The theory of relativity in words of four letters or less - gjm11
http://www.muppetlabs.com/~breadbox/txt/al.html
======
shardling
>Say you woke up one day and your bed was gone. Your room, too. Gone. It's all
gone. You wake up in an inky void. Not even a star. Okay, yes, it's a dumb
idea, but just go with it. Now say you want to know if you move or not. Are
you held fast in one spot? Or do you, say, list off to the left some? What I
want to ask you is: Can you find out? Hell no. You can see that, sure. You
don't need me to tell you. To move, you have to move to or away from ... well,
from what? You'd have to say that you don't even get to use a word like "move"
when you are the only body in that void.

This is not as self-evident as the author believes.

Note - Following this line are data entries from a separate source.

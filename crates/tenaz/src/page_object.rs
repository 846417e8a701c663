//! Business-flow surface: [`Session`] and the [`PageObject`] trait.
//!
//! A `Session` binds one page to one configuration and exposes the operation
//! shapes page objects are written in (`is_visible`, `fill_field`,
//! `select_all_in`, `verify_record_in_table`, `perform_row_action`, ...).
//!
//! Error propagation is decided here:
//!
//! - Read-only operations never fail. A missing element, an ambiguous panel
//!   or a driver error reads as `false`/`None` and is logged at debug level.
//! - Mutating operations return [`TenazError`] carrying the action, the
//!   target and its candidate list.
//!
//! # Example
//!
//! ```ignore
//! struct CouponsPage {
//!     code: LocatorSpec,
//! }
//!
//! impl PageObject for CouponsPage {
//!     fn url_pattern(&self) -> &str {
//!         "/admin/coupons"
//!     }
//! }
//!
//! impl CouponsPage {
//!     async fn create(&self, session: &Session<'_, impl RemotePage>, code: &str) -> TenazResult<()> {
//!         session.fill_field(&self.code, code).await?;
//!         Ok(())
//!     }
//! }
//! ```

use crate::config::EngineConfig;
use crate::executor::{Action, Executor, InteractionOutcome, PostCondition};
use crate::locator::{normalize_whitespace, LocatorSpec};
use crate::overlay::{OverlayController, OverlayHandle, OverlayWidget, SelectAllReport};
use crate::page::{ElementRef, RemotePage, Screenshot};
use crate::resolver::{self, Actionability};
use crate::result::{TenazError, TenazResult};
use crate::router::{TableHandle, TableRouter};
use crate::table::{cell_texts, default_cell_candidate, RowExtractor, RowRecord};
use crate::wait::{poll_for, wait_until, PollOptions, WaitCondition};
use std::collections::HashMap;
use std::time::Duration;
use tracing::{debug, info, warn};

// =============================================================================
// PAGE OBJECTS
// =============================================================================

/// Trait for page objects representing a page of the application under test
pub trait PageObject {
    /// URL pattern that matches this page (e.g. `/users/:id`, `/reports/*`)
    fn url_pattern(&self) -> &str;

    /// Element whose visibility means the page is ready for interaction
    fn ready_marker(&self) -> Option<LocatorSpec> {
        None
    }

    /// Wait time for page load (in milliseconds)
    fn load_timeout_ms(&self) -> u64 {
        10_000
    }

    /// Page name for logging
    fn page_name(&self) -> &str {
        std::any::type_name::<Self>()
    }
}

1\. Having taught a great many college level physics students, they have
trouble grasping this.

2\. More importantly, there's a _reason_ people pursued the theory of the
aether for so long -- you have to actually do the fucking experiments to show
that there's no absolute reference frame you could be said to be moving in.
Thinking that you can deduce physical facts about the universe _a priori_ is
the opposite of science.

 _e:_ Suddenly remembered a Feynman bit from _Lectures_ where he talks about
_exactly_ the attitude of treating this is somehow obvious:
[http://www.sciencechatforum.com/viewtopic.php?f=10&t=207...](http://www.sciencechatforum.com/viewtopic.php?f=10&t=20750)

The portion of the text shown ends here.